• REQUIRED ACTION
The entries below hold a line with "assert_eq!(state.next_player, Some(1));" and a line with "let err = registry". Return those lines and all that lie between them, exactly and only.

• DATA
//! Доставка сообщений игрокам через MessageDispatcher.
//!
//! Проверяем:
//! - каждый тип сообщения попадает в свой метод PokerPlayer с распакованным payload;
//! - broadcast идёт всем в порядке регистрации, unicast – только адресату;
//! - ответ на ask вне valid_actions превращается в фолд;
//! - ошибки регистрации и адресации.

use std::cell::RefCell;
use std::rc::Rc;

use poker_referee::domain::{
    card::Card, chips::Chips, config::MatchConfig, deck::Deck, hand::Street,
    history::ActionHistories,
    player::{PayStatus, Player},
    seats::Seats,
    table::Table,
};
use poker_referee::engine::{
    apply_action, start_round, Action, ActionDecision, RoundState, RoundStatus, ValidAction,
};
use poker_referee::eval::BestHandEvaluator;
use poker_referee::interface::{
    ActionView, DispatchError, GameInformation, Message, MessageBuilder, MessageDispatcher,
    PlayerError, PlayerRegistry, PokerPlayer, RoundStateView, SeatView, Target,
};

#[derive(Clone, Debug, PartialEq)]
enum Received {
    GameStart(GameInformation),
    RoundStart(Vec<Card>, Vec<SeatView>),
    StreetStart(Street, RoundStateView),
    Ask(Vec<Card>, Vec<ValidAction>, RoundStateView, ActionHistories),
    GameUpdate(ActionView, RoundStateView, ActionHistories),
    RoundResult(Vec<SeatView>, RoundStateView),
    GameResult(GameInformation),
}

type Log = Rc<RefCell<Vec<(&'static str, Received)>>>;

/// Игрок, который записывает все вызовы в общий журнал.
struct Recorder {
    name: &'static str,
    log: Log,
    answer: Result<ActionDecision, PlayerError>,
}

impl Recorder {
    fn boxed(name: &'static str, log: &Log, answer: Result<ActionDecision, PlayerError>) -> Box<Self> {
        Box::new(Self {
            name,
            log: Rc::clone(log),
            answer,
        })
    }

    fn push(&self, received: Received) {
        self.log.borrow_mut().push((self.name, received));
    }
}

impl PokerPlayer for Recorder {
    fn receive_game_start_message(&mut self, game_information: &GameInformation) {
        self.push(Received::GameStart(game_information.clone()));
    }

    fn receive_round_start_message(&mut self, hole_card: &[Card], seats: &[SeatView]) {
        self.push(Received::RoundStart(hole_card.to_vec(), seats.to_vec()));
    }

    fn receive_street_start_message(&mut self, street: Street, round_state: &RoundStateView) {
        self.push(Received::StreetStart(street, round_state.clone()));
    }

    fn declare_action(
        &mut self,
        hole_card: &[Card],
        valid_actions: &[ValidAction],
        round_state: &RoundStateView,
        action_histories: &ActionHistories,
    ) -> Result<ActionDecision, PlayerError> {
        self.push(Received::Ask(
            hole_card.to_vec(),
            valid_actions.to_vec(),
            round_state.clone(),
            action_histories.clone(),
        ));
        self.answer.clone()
    }

    fn receive_game_update_message(
        &mut self,
        action: &ActionView,
        round_state: &RoundStateView,
        action_histories: &ActionHistories,
    ) {
        self.push(Received::GameUpdate(
            action.clone(),
            round_state.clone(),
            action_histories.clone(),
        ));
    }

    fn receive_round_result_message(&mut self, winners: &[SeatView], round_state: &RoundStateView) {
        self.push(Received::RoundResult(winners.to_vec(), round_state.clone()));
    }

    fn receive_game_result_message(&mut self, game_information: &GameInformation) {
        self.push(Received::GameResult(game_information.clone()));
    }
}

//
// ====================== FIXTURES ======================
//

fn card(id: u8) -> Card {
    Card::from_id(id).expect("valid card id")
}

fn config() -> MatchConfig {
    MatchConfig::new(Chips(100), 10, Chips(5))
}

/// Три игрока по 100 фишек, у игрока на месте 1 карманные карты id 1 и 2.
fn seats() -> Seats {
    let mut seats = Seats::new();
    for i in 0..3 {
        let mut player = Player::new(format!("u{i}"), Chips(100), "hoge");
        if i == 1 {
            player.add_hole_cards([card(1), card(2)]).expect("first deal");
        }
        seats.sitdown(player).expect("unique uuid");
    }
    seats
}

/// Флоп, одна карта на борде, ход игрока на месте 2.
fn state() -> RoundState {
    let mut table = Table::with_seats(seats());
    table.add_community_card(card(1)).expect("board has room");
    let mut state = RoundState::new(7, Chips(5), Chips::ZERO, table, Deck::standard_52());
    state.street = Street::Flop;
    state.next_player = Some(2);
    state
}

fn registry_with_recorder(answer: Result<ActionDecision, PlayerError>) -> (PlayerRegistry, Log) {
    let log: Log = Rc::new(RefCell::new(Vec::new()));
    let mut registry = PlayerRegistry::new();
    registry
        .register("U", Recorder::boxed("U", &log, answer))
        .expect("first registration");
    (registry, log)
}

fn single_call(log: &Log) -> Received {
    let calls = log.borrow();
    assert_eq!(calls.len(), 1, "Ожидаем ровно один вызов игрока");
    calls[0].1.clone()
}

//
// ====================== ROUTING ======================
//

#[test]
fn game_start_goes_to_receive_game_start_message() {
    let (mut registry, log) = registry_with_recorder(Ok(ActionDecision::fold()));
    let msg = MessageBuilder::build_game_start(&config(), &seats());

    let answer = MessageDispatcher::new(&mut registry)
        .dispatch(&Target::Broadcast, &msg)
        .expect("dispatch ok");
    assert_eq!(answer, None);

    let Message::GameStart(payload) = &msg else {
        panic!("expected game_start");
    };
    assert_eq!(single_call(&log), Received::GameStart(payload.game_information.clone()));
}

#[test]
fn round_start_passes_hole_card_and_seats() {
    let (mut registry, log) = registry_with_recorder(Ok(ActionDecision::fold()));
    let msg = MessageBuilder::build_round_start(7, 1, &seats()).expect("seat 1 exists");

    MessageDispatcher::new(&mut registry)
        .dispatch(&Target::player("U"), &msg)
        .expect("dispatch ok");

    let Message::RoundStart(payload) = &msg else {
        panic!("expected round_start");
    };
    assert_eq!(payload.hole_card, vec![card(1), card(2)]);
    assert_eq!(
        single_call(&log),
        Received::RoundStart(payload.hole_card.clone(), payload.seats.clone())
    );
}

#[test]
fn street_start_passes_street_and_round_state() {
    let (mut registry, log) = registry_with_recorder(Ok(ActionDecision::fold()));
    let msg = MessageBuilder::build_street_start(&state());

    MessageDispatcher::new(&mut registry)
        .dispatch(&Target::Broadcast, &msg)
        .expect("dispatch ok");

    let Message::StreetStart(payload) = &msg else {
        panic!("expected street_start");
    };
    assert_eq!(
        single_call(&log),
        Received::StreetStart(Street::Flop, payload.round_state.clone())
    );
}

#[test]
fn ask_goes_to_declare_action_and_returns_decision() {
    let call = ActionDecision::new(Action::Call, Chips::ZERO);
    let (mut registry, log) = registry_with_recorder(Ok(call));
    let msg = MessageBuilder::build_ask(1, &state()).expect("seat 1 exists");

    let answer = MessageDispatcher::new(&mut registry)
        .dispatch(&Target::player("U"), &msg)
        .expect("dispatch ok");
    assert_eq!(answer, Some(call));

    let Message::Ask(payload) = &msg else {
        panic!("expected ask");
    };
    assert_eq!(
        single_call(&log),
        Received::Ask(
            payload.hole_card.clone(),
            payload.valid_actions.clone(),
            payload.round_state.clone(),
            payload.action_histories.clone(),
        )
    );
}

#[test]
fn game_update_passes_action_round_state_and_histories() {
    let (mut registry, log) = registry_with_recorder(Ok(ActionDecision::fold()));
    let msg = MessageBuilder::build_game_update(1, Action::Call, Chips(10), &state())
        .expect("seat 1 exists");

    MessageDispatcher::new(&mut registry)
        .dispatch(&Target::Broadcast, &msg)
        .expect("dispatch ok");

    let Message::GameUpdate(payload) = &msg else {
        panic!("expected game_update");
    };
    assert_eq!(payload.action.player_uuid, "u1");
    assert_eq!(payload.action.amount, Chips(10));
    assert_eq!(
        single_call(&log),
        Received::GameUpdate(
            payload.action.clone(),
            payload.round_state.clone(),
            payload.action_histories.clone(),
        )
    );
}

#[test]
fn round_result_passes_winners_and_round_state() {
    let (mut registry, log) = registry_with_recorder(Ok(ActionDecision::fold()));
    let state = state();
    let winners = state.table.seats.players()[1..2].to_vec();
    let msg = MessageBuilder::build_round_result(7, &winners, &state);

    MessageDispatcher::new(&mut registry)
        .dispatch(&Target::Broadcast, &msg)
        .expect("dispatch ok");

    let Message::RoundResult(payload) = &msg else {
        panic!("expected round_result");
    };
    assert_eq!(payload.winners.len(), 1);
    assert_eq!(payload.winners[0].uuid, "u1");
    assert_eq!(
        single_call(&log),
        Received::RoundResult(payload.winners.clone(), payload.round_state.clone())
    );
}

#[test]
fn game_result_goes_to_receive_game_result_message() {
    let (mut registry, log) = registry_with_recorder(Ok(ActionDecision::fold()));
    let msg = MessageBuilder::build_game_result(&config(), &seats());

    MessageDispatcher::new(&mut registry)
        .dispatch(&Target::Broadcast, &msg)
        .expect("dispatch ok");

    let Message::GameResult(payload) = &msg else {
        panic!("expected game_result");
    };
    assert_eq!(single_call(&log), Received::GameResult(payload.game_information.clone()));
}

//
// ====================== PROTOCOL ======================
//

#[test]
fn answer_outside_valid_actions_becomes_fold() {
    // На флопе с нулевой ставкой минимальный рейз – 10.
    let (mut registry, _log) =
        registry_with_recorder(Ok(ActionDecision::new(Action::Raise, Chips(5))));
    let msg = MessageBuilder::build_ask(1, &state()).expect("seat 1 exists");

    let answer = MessageDispatcher::new(&mut registry)
        .dispatch(&Target::player("U"), &msg)
        .expect("violation is recovered");
    assert_eq!(answer, Some(ActionDecision::fold()));
}

#[test]
fn player_without_answer_is_folded() {
    let (mut registry, _log) =
        registry_with_recorder(Err(PlayerError::NoResponse("timeout".to_string())));
    let msg = MessageBuilder::build_ask(1, &state()).expect("seat 1 exists");

    let answer = MessageDispatcher::new(&mut registry)
        .dispatch(&Target::player("U"), &msg)
        .expect("violation is recovered");
    assert_eq!(answer, Some(ActionDecision::fold()));
}

/// Принудительный фолд от диспетчера доходит до движка: нарушитель выбывает из раунда.
#[test]
fn forced_fold_leaves_violator_folded_in_round() {
    let mut table = Table::new();
    for i in 0..3 {
        table
            .sitdown(Player::new(format!("p{i}"), Chips(100), format!("player {i}")))
            .expect("unique uuid");
    }
    let (mut state, step) = start_round(
        1,
        Chips(5),
        Chips::ZERO,
        table,
        Deck::standard_52(),
        &BestHandEvaluator,
    )
    .expect("round starts");
    let ask = step.messages.last().expect("ask is emitted");
    assert_eq!(ask.target, Target::player("p0"));

    let log: Log = Rc::new(RefCell::new(Vec::new()));
    let mut registry = PlayerRegistry::new();
    registry
        .register(
            "p0",
            Recorder::boxed("p0", &log, Ok(ActionDecision::new(Action::Raise, Chips(1)))),
        )
        .expect("first registration");

    let decision = MessageDispatcher::new(&mut registry)
        .dispatch(&ask.target, &ask.message)
        .expect("violation is recovered")
        .expect("ask yields a decision");
    assert_eq!(decision, ActionDecision::fold());

    let step = apply_action(&mut state, decision, &BestHandEvaluator).expect("fold is always legal");
    assert_eq!(step.status, RoundStatus::Ongoing);
    assert_eq!(state.table.seats.players()[0].status, PayStatus::Folded, "Нарушитель сфолдил");
    assert_eq!(state.table.seats.players()[0].stack, Chips(100), "Фолд ничего не стоит");
    assert_eq!(state.next_player, Some(1));
}

#[test]
fn ask_cannot_be_broadcast() {
    let (mut registry, log) = registry_with_recorder(Ok(ActionDecision::fold()));
    let msg = MessageBuilder::build_ask(1, &state()).expect("seat 1 exists");

    let err = MessageDispatcher::new(&mut registry)
        .dispatch(&Target::Broadcast, &msg)
        .unwrap_err();
    assert_eq!(err, DispatchError::BroadcastDecision);
    assert!(log.borrow().is_empty(), "Никто не должен получить ask");
}

#[test]
fn unicast_to_unknown_uuid_is_an_error() {
    let (mut registry, log) = registry_with_recorder(Ok(ActionDecision::fold()));
    let msg = MessageBuilder::build_round_start(7, 1, &seats()).expect("seat 1 exists");

    let err = MessageDispatcher::new(&mut registry)
        .dispatch(&Target::player("nobody"), &msg)
        .unwrap_err();
    assert_eq!(err, DispatchError::UnknownRecipient("nobody".to_string()));
    assert!(log.borrow().is_empty());
}

#[test]
fn duplicate_registration_is_rejected() {
    let (mut registry, log) = registry_with_recorder(Ok(ActionDecision::fold()));

    let err = registry
        .register("U", Recorder::boxed("U2", &log, Ok(ActionDecision::fold())))
        .unwrap_err();
    assert_eq!(err, DispatchError::DuplicateRegistration("U".to_string()));
    assert_eq!(registry.len(), 1);
}

#[test]
fn broadcast_follows_registration_order_and_unicast_reaches_only_target() {
    let log: Log = Rc::new(RefCell::new(Vec::new()));
    let mut registry = PlayerRegistry::new();
    for name in ["c", "a", "b"] {
        registry
            .register(name, Recorder::boxed(name, &log, Ok(ActionDecision::fold())))
            .expect("unique uuid");
    }
    assert_eq!(registry.uuids().collect::<Vec<_>>(), vec!["c", "a", "b"]);

    let start = MessageBuilder::build_game_start(&config(), &seats());
    MessageDispatcher::new(&mut registry)
        .dispatch(&Target::Broadcast, &start)
        .expect("dispatch ok");

    let order: Vec<&str> = log.borrow().iter().map(|(name, _)| *name).collect();
    assert_eq!(order, vec!["c", "a", "b"]);

    log.borrow_mut().clear();
    let round_start = MessageBuilder::build_round_start(7, 1, &seats()).expect("seat 1 exists");
    MessageDispatcher::new(&mut registry)
        .dispatch(&Target::player("a"), &round_start)
        .expect("dispatch ok");

    let order: Vec<&str> = log.borrow().iter().map(|(name, _)| *name).collect();
    assert_eq!(order, vec!["a"]);
}

#[test]
fn broadcast_sentinel_parses_to_broadcast_target() {
    assert_eq!("-1".parse::<Target>(), Ok(Target::Broadcast));
    assert_eq!("U".parse::<Target>(), Ok(Target::player("U")));
    assert_eq!(Target::Broadcast.to_string(), "-1");
}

• TASK ANSWER
    assert_eq!(state.next_player, Some(1));
}

#[test]
fn ask_cannot_be_broadcast() {
    let (mut registry, log) = registry_with_recorder(Ok(ActionDecision::fold()));
    let msg = MessageBuilder::build_ask(1, &state()).expect("seat 1 exists");

    let err = MessageDispatcher::new(&mut registry)
        .dispatch(&Target::Broadcast, &msg)
        .unwrap_err();
    assert_eq!(err, DispatchError::BroadcastDecision);
    assert!(log.borrow().is_empty(), "Никто не должен получить ask");
}

#[test]
fn unicast_to_unknown_uuid_is_an_error() {
    let (mut registry, log) = registry_with_recorder(Ok(ActionDecision::fold()));
    let msg = MessageBuilder::build_round_start(7, 1, &seats()).expect("seat 1 exists");

    let err = MessageDispatcher::new(&mut registry)
        .dispatch(&Target::player("nobody"), &msg)
        .unwrap_err();
    assert_eq!(err, DispatchError::UnknownRecipient("nobody".to_string()));
    assert!(log.borrow().is_empty());
}

#[test]
fn duplicate_registration_is_rejected() {
    let (mut registry, log) = registry_with_recorder(Ok(ActionDecision::fold()));

    let err = registry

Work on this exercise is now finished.